Down In Albion vai liberando a mesma frustracao a cada musica: um comeco maravilhoso que, cedo ou tarde, colide com Pete desafinando e murmurando palavras de auto-piedade – uma marca registrada de quase todo junkie desde que o arco-iris era preto e branco. Tanto a banda quanto a producao parecem seguir o mesmo caminho, quando, tudo o que voce quer eh que alguem se disponha a colocar Pete Doherty numa postura correta para que ele comece a cantar direito e pare com esse lamento de “ninguem me ama e eu quero morrer”. Talvez Carl Barat fosse a unica pessoa que conseguia transformar essa urgencia e irresponsabilidade de Pete em musica boa do comeco ao fim; alguem que tinha o poder de por limites em Doherty e faze-lo entender que amadorismo nao significa exatamente pureza de expressao.

Mas, em algum lugar, Down In Albion eh um bela obra-de-arte, somente mal-terminada. A maravilhosa “Albion” (segundo single do disco) eh um viva a uma nacao que, mesmo decaindo, mantem seu charme: quase uma observacao Morrisseyana a respeito de uma Inglaterra jah quase acabada. Killamangiro eh outro momento belissimo: como se fosse um Libertines um pouco mais irresponsavel – se possivel. 32nd Of December tambem tem sua gloria: um riff Kinksiano com um humor invejavel. Por aih vai o disco…otimos momentos e grandes decepcoes, como a propria vida de Doherty.

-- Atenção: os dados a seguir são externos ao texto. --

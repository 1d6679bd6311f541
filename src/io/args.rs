use std::path::PathBuf;
use std::time::Duration;

use clap::Parser;

use crate::error::ConfigError;
use crate::kernel::{PolicyKind, Timing};

/// Allowed drift of the load fractions' sum from 1.0.
const WEIGHT_SUM_TOLERANCE: f64 = 1e-6;

/// Minimum positionals: one processor needs a count, a weight, a policy and a file.
const MIN_POSITIONALS: usize = 4;

/// Simulates N processors draining a PCB file with per-processor
/// scheduling policies and periodic load balancing.
#[derive(Debug, Parser)]
#[command(
    name = "pcb-scheduler",
    override_usage = "pcb-scheduler <N> <proc 1 %> ... <proc N %> <proc 1 type> ... <proc N type> <pcbFile.bin>"
)]
pub struct Cli {
    /// Processor count, N load fractions, N scheduler types (sjf, rr, pr, fcfs), then the PCB file.
    #[arg(required = true, num_args = 1.., allow_negative_numbers = true)]
    pub positionals: Vec<String>,

    /// Wall-clock milliseconds per unit of burst time.
    #[arg(long, default_value_t = 10)]
    pub burst_unit_ms: u64,

    /// Round-robin time slice, in burst units.
    #[arg(long, default_value_t = 20)]
    pub quantum: u32,

    /// Delay between aging passes on priority processors.
    #[arg(long, default_value_t = 2000)]
    pub aging_interval_ms: u64,

    /// Priority increment applied per aging pass.
    #[arg(long, default_value_t = 1)]
    pub aging_step: i8,

    /// Load balancer poll period.
    #[arg(long, default_value_t = 200)]
    pub poll_interval_ms: u64,

    /// Donors at or below this many queued jobs are never split.
    #[arg(long, default_value_t = 5)]
    pub balance_threshold: usize,

    /// Copy the PCB file here first and read the copy instead.
    #[arg(long)]
    pub working_copy: Option<PathBuf>,

    /// Print every processor's initial load before starting.
    #[arg(long)]
    pub dump_loads: bool,
}

/// A validated run configuration.
#[derive(Debug, Clone, PartialEq)]
pub struct SimulationConfig {
    pub weights: Vec<f64>,
    pub policies: Vec<PolicyKind>,
    pub pcb_file: PathBuf,
    pub working_copy: Option<PathBuf>,
    pub dump_loads: bool,
    pub timing: Timing,
}

impl SimulationConfig {
    pub fn num_processors(&self) -> usize {
        self.policies.len()
    }
}

impl Cli {
    /// Validates in the same order the checks are listed in the usage:
    /// count, weights, policies, file. The tuning flags come last.
    pub fn into_config(self) -> Result<SimulationConfig, ConfigError> {
        let args = &self.positionals;
        if args.len() < MIN_POSITIONALS {
            return Err(ConfigError::TooFewArguments {
                minimum: MIN_POSITIONALS,
                actual: args.len(),
            });
        }

        let num_processors = match args[0].parse::<i64>() {
            Ok(n) if n >= 1 => n as usize,
            _ => return Err(ConfigError::NoProcessors),
        };

        let expected = num_processors * 2 + 1;
        if args.len() - 1 != expected {
            return Err(ConfigError::ArgumentCount {
                processors: num_processors,
                expected,
                actual: args.len() - 1,
            });
        }

        let weights = parse_weights(&args[1..=num_processors])?;

        let policies = args[num_processors + 1..=num_processors * 2]
            .iter()
            .enumerate()
            .map(|(i, tag)| {
                tag.parse::<PolicyKind>()
                    .map_err(|source| ConfigError::InvalidPolicy {
                        position: num_processors + i + 2,
                        source: Box::new(source),
                    })
            })
            .collect::<Result<Vec<_>, _>>()?;

        let pcb_file = PathBuf::from(&args[num_processors * 2 + 1]);
        if !pcb_file.is_file() {
            return Err(ConfigError::MissingFile(pcb_file));
        }
        if pcb_file.extension().and_then(|ext| ext.to_str()) != Some("bin") {
            return Err(ConfigError::WrongExtension(pcb_file));
        }

        if self.quantum == 0 || self.quantum > i32::MAX as u32 {
            return Err(ConfigError::InvalidQuantum(self.quantum));
        }
        if self.aging_step < 1 {
            return Err(ConfigError::InvalidAgingStep(self.aging_step));
        }

        let timing = Timing {
            burst_unit: Duration::from_millis(self.burst_unit_ms),
            quantum: self.quantum,
            aging_interval: Duration::from_millis(self.aging_interval_ms),
            aging_step: self.aging_step,
            poll_interval: Duration::from_millis(self.poll_interval_ms),
            balance_threshold: self.balance_threshold,
            ..Timing::default()
        };

        Ok(SimulationConfig {
            weights,
            policies,
            pcb_file,
            working_copy: self.working_copy,
            dump_loads: self.dump_loads,
            timing,
        })
    }
}

/// Every fraction must lie in (0, 1] and together they must make 1.0.
fn parse_weights(args: &[String]) -> Result<Vec<f64>, ConfigError> {
    let weights = args
        .iter()
        .enumerate()
        .map(|(i, arg)| match arg.parse::<f64>() {
            Ok(weight) if weight > 0.0 && weight <= 1.0 => Ok(weight),
            _ => Err(ConfigError::InvalidWeight {
                position: i + 2,
                value: arg.clone(),
            }),
        })
        .collect::<Result<Vec<_>, _>>()?;

    let total: f64 = weights.iter().sum();
    if (total - 1.0).abs() > WEIGHT_SUM_TOLERANCE {
        return Err(ConfigError::WeightSum(total));
    }

    Ok(weights)
}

Depois de tudo isso, resta-me dizer que o disco eh imprestavel. Nao! Calunia! Por algum motivo, toda essa bagunca se dissolve em algo inexplicavelmente genial e cativante. Talvez o nome Babyshambles tenha sido uma sacada bem-humorada de auto-depreciacao. O unico problema eh que essa tal depreciacao tem se transformado no modus operandi de Doherty e, eh uma pena dizer, mas, se o crack e a cadeia nao acabaram com a vida e a carreira dele, esse disco e estilo de vida devem faze-lo.